◆ What is required:
The records below hold a stretch from the line with "url.set_fragment(None);" through the line with "unstored and is"; return exactly those lines, ends included, and nothing more.
-------- Materials provided --------
/// Parse a whole stylesheet.
pub fn parse_stylesheet(source: &str) -> Result<Block, CssSyntaxError> {
    let mut input = ParserInput::new(source);
    let mut parser = Parser::new(&mut input);
    parse_block(&mut parser).map_err(|error| {
        let message = match &error.kind {
            ParseErrorKind::Custom(issue) => issue.to_string(),
            ParseErrorKind::Basic(basic) => format!("{basic:?}"),
        };
        CssSyntaxError {
            line: error.location.line + 1,
            column: error.location.column,
            message,
        }
    })
}

fn leading_trivia(parser: &mut Parser<'_, '_>) -> String {
    let start = parser.position();
    loop {
        let state = parser.state();
        let trivia = matches!(
            parser.next_including_whitespace_and_comments(),
            Ok(Token::WhiteSpace(_) | Token::Comment(_))
        );
        if !trivia {
            parser.reset(&state);
            break;
        }
    }
    parser.slice_from(start).to_string()
}

fn parse_block<'i>(parser: &mut Parser<'i, '_>) -> Result<Block, ParseError<'i, CssIssue>> {
    let mut nodes = Vec::new();
    loop {
        let before = leading_trivia(parser);
        let state = parser.state();
        let item_start = parser.position();
        let first = parser
            .next_including_whitespace_and_comments()
            .map(|token| matches!(token, Token::AtKeyword(_)));
        let name = match first {
            Err(_) => return Ok(Block { nodes, after: before }),
            Ok(true) => Some(parser.slice_from(item_start)[1..].to_string()),
            Ok(false) => {
                parser.reset(&state);
                None
            }
        };

        let prelude_start = parser.position();
        let (prelude_end, end) = scan_prelude(parser)?;
        let prelude = parser.slice(prelude_start..prelude_end).to_string();

        let node = match (name, end) {
            (Some(name), end) => CssNode::AtRule(AtRule {
                before,
                name,
                params: prelude,
                semicolon: matches!(end, ItemEnd::Semicolon),
                block: match end {
                    ItemEnd::Block(block) => Some(block),
                    ItemEnd::Semicolon | ItemEnd::Eof => None,
                },
            }),
            (None, ItemEnd::Block(block)) => CssNode::Rule(Rule {
                before,
                selector: prelude,
                block,
            }),
            (None, end) => CssNode::Declaration(Declaration {
                before,
                text: prelude,
                semicolon: matches!(end, ItemEnd::Semicolon),
            }),
        };
        nodes.push(node);
    }
}
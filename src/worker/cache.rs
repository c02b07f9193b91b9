//! In-process model of the browser Cache API and of the generated worker.
//!
//! The script in `static/service-worker.js` runs in browsers we cannot drive
//! from unit tests, so its two event handlers are mirrored here over a
//! [`CacheStorage`] and a pluggable [`Network`]. Both must stay in sync:
//!
//! | Script                          | Model                           |
//! |---------------------------------|---------------------------------|
//! | `precache()` on `install`       | [`OfflineWorker::install`]      |
//! | `evictStale(cache)`             | eviction half of `install`      |
//! | `cache.addAll(requests)`        | [`Cache::add_all`]              |
//! | `fetch` listener + `fromCache`  | [`OfflineWorker::fetch`]        |

use super::{WorkerConfig, WorkerError};
use rayon::prelude::*;
use std::collections::BTreeMap;
use std::sync::{Arc, Mutex, MutexGuard, PoisonError};
use thiserror::Error;
use url::Url;

fn lock<T>(mutex: &Mutex<T>) -> MutexGuard<'_, T> {
    mutex.lock().unwrap_or_else(PoisonError::into_inner)
}

#[derive(Debug, Clone, PartialEq, Eq)]
pub struct Request {
    pub url: Url,
    pub headers: BTreeMap<String, String>,
}

impl Request {
    pub fn get(url: Url) -> Self {
        Self {
            url,
            headers: BTreeMap::new(),
        }
    }

    pub fn with_header(mut self, name: &str, value: &str) -> Self {
        self.headers.insert(name.to_string(), value.to_string());
        self
    }
}

#[derive(Debug, Clone, PartialEq, Eq)]
pub struct Response {
    pub url: Url,
    pub status: u16,
    pub body: Vec<u8>,
}

impl Response {
    pub fn new(url: Url, status: u16, body: impl Into<Vec<u8>>) -> Self {
        Self {
            url,
            status,
            body: body.into(),
        }
    }

    /// 2xx status.
    pub fn ok(&self) -> bool {
        (200..300).contains(&self.status)
    }
}

/// The request could not complete at all (offline, DNS, reset).
#[derive(Error, Debug, Clone, PartialEq)]
#[error("fetch {url} failed: {message}")]
pub struct NetworkError {
    pub url: String,
    pub message: String,
}

/// Where live requests go.
pub trait Network: Sync {
    fn fetch(&self, request: &Request) -> Result<Response, NetworkError>;
}

/// One named cache: request URL → response, in insertion order.
#[derive(Debug, Default)]
pub struct Cache {
    entries: Mutex<Vec<(Request, Response)>>,
}

impl Cache {
    /// Stored response for `request`.
    ///
    /// With `ignore_search` the query string is ignored on both sides, so
    /// `/app.js?v=2` matches a cached `/app.js`.
    pub fn match_request(&self, request: &Request, ignore_search: bool) -> Option<Response> {
        let wanted = comparable(&request.url, ignore_search);
        lock(&self.entries)
            .iter()
            .find(|(key, _)| comparable(&key.url, ignore_search) == wanted)
            .map(|(_, response)| response.clone())
    }

    /// Store a response, replacing any entry with the same URL.
    pub fn put(&self, request: Request, response: Response) {
        let mut entries = lock(&self.entries);
        entries.retain(|(key, _)| key.url != request.url);
        entries.push((request, response));
    }

    /// Fetch every request and store all responses, or store nothing.
    ///
    /// Fails on the first network error or non-2xx response, like the
    /// browser's `Cache.addAll`.
    pub fn add_all(&self, network: &dyn Network, requests: &[Request]) -> Result<(), WorkerError> {
        let responses = requests
            .par_iter()
            .map(|request| {
                let response = network.fetch(request)?;
                if !response.ok() {
                    return Err(WorkerError::Status {
                        url: request.url.to_string(),
                        status: response.status,
                    });
                }
                Ok((request.clone(), response))
            })
            .collect::<Result<Vec<_>, _>>()?;
        for (request, response) in responses {
            self.put(request, response);
        }
        Ok(())
    }

    pub fn delete(&self, url: &Url) -> bool {
        let mut entries = lock(&self.entries);
        let before = entries.len();
        entries.retain(|(key, _)| &key.url != url);
        entries.len() != before
    }

    pub fn keys(&self) -> Vec<Request> {
        lock(&self.entries)
            .iter()
            .map(|(request, _)| request.clone())
            .collect()
    }
}

fn comparable(url: &Url, ignore_search: bool) -> Url {
    let mut url = url.clone();
    url.set_fragment(None);
    if ignore_search {
        url.set_query(None);
    }
    url
}

/// All caches of one origin, by name.
#[derive(Debug, Default)]
pub struct CacheStorage {
    caches: Mutex<BTreeMap<String, Arc<Cache>>>,
}

impl CacheStorage {
    pub fn new() -> Self {
        Self::default()
    }

    /// Open a cache, creating it when missing.
    pub fn open(&self, name: &str) -> Arc<Cache> {
        Arc::clone(lock(&self.caches).entry(name.to_string()).or_default())
    }

    pub fn has(&self, name: &str) -> bool {
        lock(&self.caches).contains_key(name)
    }

    pub fn keys(&self) -> Vec<String> {
        lock(&self.caches).keys().cloned().collect()
    }

    pub fn delete(&self, name: &str) -> bool {
        lock(&self.caches).remove(name).is_some()
    }
}

/// What the fetch handler did with a request.
#[derive(Debug, Clone, PartialEq)]
pub enum FetchOutcome {
    /// Not intercepted: the browser performs the request itself.
    Passthrough,
    Cached(Response),
    /// Cache miss, answered live and not stored.
    Network(Result<Response, NetworkError>),
}

/// The worker installed at `origin`.
pub struct OfflineWorker<N> {
    config: WorkerConfig,
    origin: Url,
    network: N,
}

impl<N: Network> OfflineWorker<N> {
    pub fn new(config: WorkerConfig, origin: Url, network: N) -> Self {
        Self {
            config,
            origin,
            network,
        }
    }

    pub fn config(&self) -> &WorkerConfig {
        &self.config
    }

    /// One precache request per manifest entry, tagged with `From`.
    pub fn precache_requests(&self) -> Result<Vec<Request>, WorkerError> {
        self.config
            .files
            .iter()
            .map(|file| {
                let url = self.origin.join(file).map_err(|source| WorkerError::Url {
                    url: file.clone(),
                    source,
                })?;
                Ok(Request::get(url).with_header("From", &self.config.from_header))
            })
            .collect()
    }

    /// Populate the versioned cache.
    ///
    /// Eviction of entries outside the manifest and fetching of the manifest
    /// run concurrently. A failed fetch leaves the new entries unstored and is
    /// returned as the error, but eviction still completes. Calling `install`
    /// again retries from scratch.
    pub fn install(&self, storage: &CacheStorage) -> Result<(), WorkerError> {
        let cache = storage.open(&self.config.cache_version);
        let requests = self.precache_requests()?;
        let (evicted, added) = rayon::join(
            || self.evict_stale(&cache),
            || cache.add_all(&self.network, &requests),
        );
        tracing::debug!(
            "Worker install: evicted {}, precached {}",
            evicted,
            requests.len()
        );
        added
    }

    /// Delete entries whose URL path is not in the manifest.
    fn evict_stale(&self, cache: &Cache) -> usize {
        cache
            .keys()
            .into_iter()
            .filter(|key| !self.config.files.iter().any(|file| file == key.url.path()))
            .filter(|key| cache.delete(&key.url))
            .count()
    }

    /// Answer a request the page made.
    pub fn fetch(&self, storage: &CacheStorage, request: &Request) -> FetchOutcome {
        if request.url.origin() != self.origin.origin() {
            return FetchOutcome::Passthrough;
        }
        let cache = storage.open(&self.config.cache_version);
        match cache.match_request(request, true) {
            Some(response) => FetchOutcome::Cached(response),
            None => FetchOutcome::Network(self.network.fetch(request)),
        }
    }
}
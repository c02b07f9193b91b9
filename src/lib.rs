//! # logux-site
//!
//! Build pipeline for the Logux documentation website: markdown documents
//! become styled HTML pages, stylesheets get their asset URLs absolutized and
//! their media queries merged, and a cache-first service worker makes the
//! result readable offline.
//!
//! # Architecture: Three Independent Components
//!
//! ```text
//! Doc Transformer   docs/**/*.md  →  article trees  →  dist/<path>/index.html
//! Style Repacker    dist/**/*.css →  rewritten in place + collected URLs
//! Offline Worker    dist/**       →  dist/sw.js (manifest injected)
//! ```
//!
//! The components share nothing but [`config::SiteConfig`]. The CLI runs them
//! separately (`docs`, `styles`, `worker`) or in sequence (`build`).
//!
//! ## The Doc Transformer Passes
//!
//! A document is parsed once and then run through a fixed, ordered list of
//! passes. Each pass is a plain function over an owned tree:
//!
//! ```text
//! syntax::parse        markdown → Vec<SyntaxNode>
//! convert::convert     readme <img>, npm/pnpm/Yarn, title, links
//! highlight::highlight sh/bash/ini/diff lines, arborium grammars
//! markup::from_syntax  Vec<SyntaxNode> → Vec<MarkupNode>
//! markup::reparse_raw  raw HTML → real elements (html5ever)
//! article::wrap_in_article
//! video::insert_videos Youtube:<id> <alt> paragraphs
//! ```
//!
//! # Module Map
//!
//! | Module | Role |
//! |--------|------|
//! | [`docs`] | Doc Transformer entry points: file discovery and the pass pipeline |
//! | [`syntax`] | Markdown syntax tree built from `pulldown-cmark` events |
//! | [`convert`] | Documentation conventions on the syntax tree |
//! | [`highlight`] | Code block highlighters producing classed spans |
//! | [`markup`] | HTML-shaped tree, raw HTML re-parsing and serialization |
//! | [`article`] | Single `article` wrapper with edit links on `h1` |
//! | [`video`] | YouTube thumbnail links |
//! | [`generate`] | Page shell (Maud), heading slugs, page files, asset copy |
//! | [`styles`] | Style Repacker over a lossless `cssparser` tree |
//! | [`worker`] | Offline Cache Worker: script rendering and a behavioural model |
//! | [`config`] | `logux-site.toml` loading, merging and validation |
//! | [`output`] | CLI output formatting for each stage |
//!
//! # Design Decisions
//!
//! ## Owned Trees, Rebuilt Per Pass
//!
//! Passes that replace nodes (the npm expansion turns one code block into
//! three `details`) rebuild the tree with [`convert::flat_map`] instead of
//! mutating siblings in place. Passes that only annotate (`highlight`,
//! `insert_videos`) walk `&mut` trees. Nothing is shared between nodes.
//!
//! ## Lossless CSS
//!
//! Stylesheets are written back in place, so a file the repacker has nothing
//! to do for must come out byte-identical. The [`styles`] tree keeps every
//! byte of whitespace and comments instead of re-serializing from tokens.
//!
//! ## A Worker You Can Test
//!
//! The browser script is a template rendered at build time. Its install and
//! fetch semantics are mirrored by [`worker::OfflineWorker`] over an
//! in-memory [`worker::CacheStorage`], so eviction, all-or-nothing precache
//! and query-insensitive matching are covered by ordinary unit tests.

pub mod article;
pub mod config;
pub mod convert;
pub mod docs;
pub mod generate;
pub mod highlight;
pub mod markup;
pub mod output;
pub mod styles;
pub mod syntax;
pub mod video;
pub mod worker;

#[cfg(test)]
pub(crate) mod test_helpers;
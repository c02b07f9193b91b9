//! Documentation conventions applied to the freshly parsed syntax tree.
//!
//! The pass runs before highlighting and does four things:
//!
//! - strips raw `<img>` markup from the project readme (badges and logos
//!   that only make sense on GitHub),
//! - expands `npm ...` shell snippets into npm / pnpm / Yarn variants,
//! - picks the document title from the first level-1 heading,
//! - rewrites relative links for the extra directory level of the output
//!   site (`guide.md` is published as `guide/index.html`).

use crate::syntax::{SyntaxNode, text_content};
use regex::Regex;
use std::sync::LazyLock;

static NPM_INSTALL: LazyLock<Regex> =
    LazyLock::new(|| Regex::new(r"^npm i(nstall)? ").expect("valid regex"));
static NPM_PREFIX: LazyLock<Regex> = LazyLock::new(|| Regex::new(r"^npm ").expect("valid regex"));
static MD_EXTENSION: LazyLock<Regex> =
    LazyLock::new(|| Regex::new(r"\.md(#.+)?$").expect("valid regex"));

/// Languages treated as shell snippets for package-manager expansion.
const SHELL_LANGS: &[&str] = &["sh", "bash", "shell"];

/// Per-document inputs of the convert pass.
#[derive(Debug, Clone, Copy)]
pub struct ConvertOptions {
    /// The file is the project readme.
    pub is_readme: bool,
}

/// Result of the convert pass.
#[derive(Debug, Clone, PartialEq)]
pub struct Converted {
    /// Text of the first level-1 heading.
    pub title: Option<String>,
    pub tree: Vec<SyntaxNode>,
}

pub fn convert(tree: Vec<SyntaxNode>, options: ConvertOptions) -> Converted {
    let tree = if options.is_readme {
        flat_map(tree, &|node| match node {
            SyntaxNode::Html(ref raw) if raw.contains("<img") => Vec::new(),
            other => vec![other],
        })
    } else {
        tree
    };
    let mut tree = flat_map(tree, &expand_package_managers);
    let title = tree.iter().find_map(first_title);
    tree.iter_mut().for_each(rewrite_links);
    Converted { title, tree }
}

/// Rebuild a tree, replacing every node with zero or more nodes.
///
/// Children are rewritten before their parent sees them; replacement nodes
/// are not visited again.
pub fn flat_map(
    nodes: Vec<SyntaxNode>,
    f: &dyn Fn(SyntaxNode) -> Vec<SyntaxNode>,
) -> Vec<SyntaxNode> {
    nodes
        .into_iter()
        .flat_map(|node| {
            let node = match node {
                SyntaxNode::Heading { depth, children } => SyntaxNode::Heading {
                    depth,
                    children: flat_map(children, f),
                },
                SyntaxNode::Link {
                    url,
                    title,
                    children,
                } => SyntaxNode::Link {
                    url,
                    title,
                    children: flat_map(children, f),
                },
                SyntaxNode::Element {
                    tag,
                    properties,
                    children,
                } => SyntaxNode::Element {
                    tag,
                    properties,
                    children: flat_map(children, f),
                },
                leaf @ (SyntaxNode::Text(_)
                | SyntaxNode::Definition { .. }
                | SyntaxNode::Code { .. }
                | SyntaxNode::Html(_)) => leaf,
            };
            f(node)
        })
        .collect()
}

fn expand_package_managers(node: SyntaxNode) -> Vec<SyntaxNode> {
    match node {
        SyntaxNode::Code {
            lang: Some(ref lang),
            ref value,
            ..
        } if SHELL_LANGS.contains(&lang.as_str()) && value.starts_with("npm ") => {
            let pnpm = SyntaxNode::code(Some(lang), npm_to_pnpm(value));
            let yarn = SyntaxNode::code(Some(lang), npm_to_yarn(value));
            vec![
                collapsible("npm", node),
                collapsible("pnpm", pnpm),
                collapsible("Yarn", yarn),
            ]
        }
        other => vec![other],
    }
}

fn collapsible(summary: &str, body: SyntaxNode) -> SyntaxNode {
    SyntaxNode::element(
        "details",
        vec![
            SyntaxNode::element("summary", vec![SyntaxNode::text(summary)]),
            body,
        ],
    )
}

/// Rewrite an npm command for Yarn.
pub fn npm_to_yarn(command: &str) -> String {
    let command = NPM_INSTALL.replace(command, "yarn add ");
    let command = command.replacen("--save-dev", "--dev", 1);
    NPM_PREFIX.replace(&command, "yarn ").into_owned()
}

/// Rewrite an npm command for pnpm.
pub fn npm_to_pnpm(command: &str) -> String {
    let command = NPM_INSTALL.replace(command, "pnpm add ");
    NPM_PREFIX.replace(&command, "pnpm ").into_owned()
}

fn first_title(node: &SyntaxNode) -> Option<String> {
    match node {
        SyntaxNode::Heading { depth: 1, .. } => Some(text_content(node)),
        other => other.children().iter().find_map(first_title),
    }
}

fn rewrite_links(node: &mut SyntaxNode) {
    match node {
        SyntaxNode::Link { url, children, .. } => {
            *url = rewrite_url(url);
            children.iter_mut().for_each(rewrite_links);
        }
        SyntaxNode::Definition { url, .. } => *url = rewrite_url(url),
        SyntaxNode::Heading { children, .. } | SyntaxNode::Element { children, .. } => {
            children.iter_mut().for_each(rewrite_links);
        }
        SyntaxNode::Text(_) | SyntaxNode::Code { .. } | SyntaxNode::Html(_) => {}
    }
}

/// Adjust a link for the page's published location one directory deeper.
///
/// `../x` → `../../x`, `./x` → `../x`, and a trailing `.md` (optionally
/// followed by a fragment) becomes a trailing slash.
pub fn rewrite_url(url: &str) -> String {
    let url = if let Some(rest) = url.strip_prefix("../") {
        format!("../../{rest}")
    } else if let Some(rest) = url.strip_prefix("./") {
        format!("../{rest}")
    } else {
        url.to_string()
    };
    MD_EXTENSION.replace(&url, "/$1").into_owned()
}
--------
◆ Answer:
    url.set_fragment(None);
    if ignore_search {
        url.set_query(None);
    }
    url
}

/// All caches of one origin, by name.
#[derive(Debug, Default)]
pub struct CacheStorage {
    caches: Mutex<BTreeMap<String, Arc<Cache>>>,
}

impl CacheStorage {
    pub fn new() -> Self {
        Self::default()
    }

    /// Open a cache, creating it when missing.
    pub fn open(&self, name: &str) -> Arc<Cache> {
        Arc::clone(lock(&self.caches).entry(name.to_string()).or_default())
    }

    pub fn has(&self, name: &str) -> bool {
        lock(&self.caches).contains_key(name)
    }

    pub fn keys(&self) -> Vec<String> {
        lock(&self.caches).keys().cloned().collect()
    }

    pub fn delete(&self, name: &str) -> bool {
        lock(&self.caches).remove(name).is_some()
    }
}

/// What the fetch handler did with a request.
#[derive(Debug, Clone, PartialEq)]
pub enum FetchOutcome {
    /// Not intercepted: the browser performs the request itself.
    Passthrough,
    Cached(Response),
    /// Cache miss, answered live and not stored.
    Network(Result<Response, NetworkError>),
}

/// The worker installed at `origin`.
pub struct OfflineWorker<N> {
    config: WorkerConfig,
    origin: Url,
    network: N,
}

impl<N: Network> OfflineWorker<N> {
    pub fn new(config: WorkerConfig, origin: Url, network: N) -> Self {
        Self {
            config,
            origin,
            network,
        }
    }

    pub fn config(&self) -> &WorkerConfig {
        &self.config
    }

    /// One precache request per manifest entry, tagged with `From`.
    pub fn precache_requests(&self) -> Result<Vec<Request>, WorkerError> {
        self.config
            .files
            .iter()
            .map(|file| {
                let url = self.origin.join(file).map_err(|source| WorkerError::Url {
                    url: file.clone(),
                    source,
                })?;
                Ok(Request::get(url).with_header("From", &self.config.from_header))
            })
            .collect()
    }

    /// Populate the versioned cache.
    ///
    /// Eviction of entries outside the manifest and fetching of the manifest
    /// run concurrently. A failed fetch leaves the new entries unstored and is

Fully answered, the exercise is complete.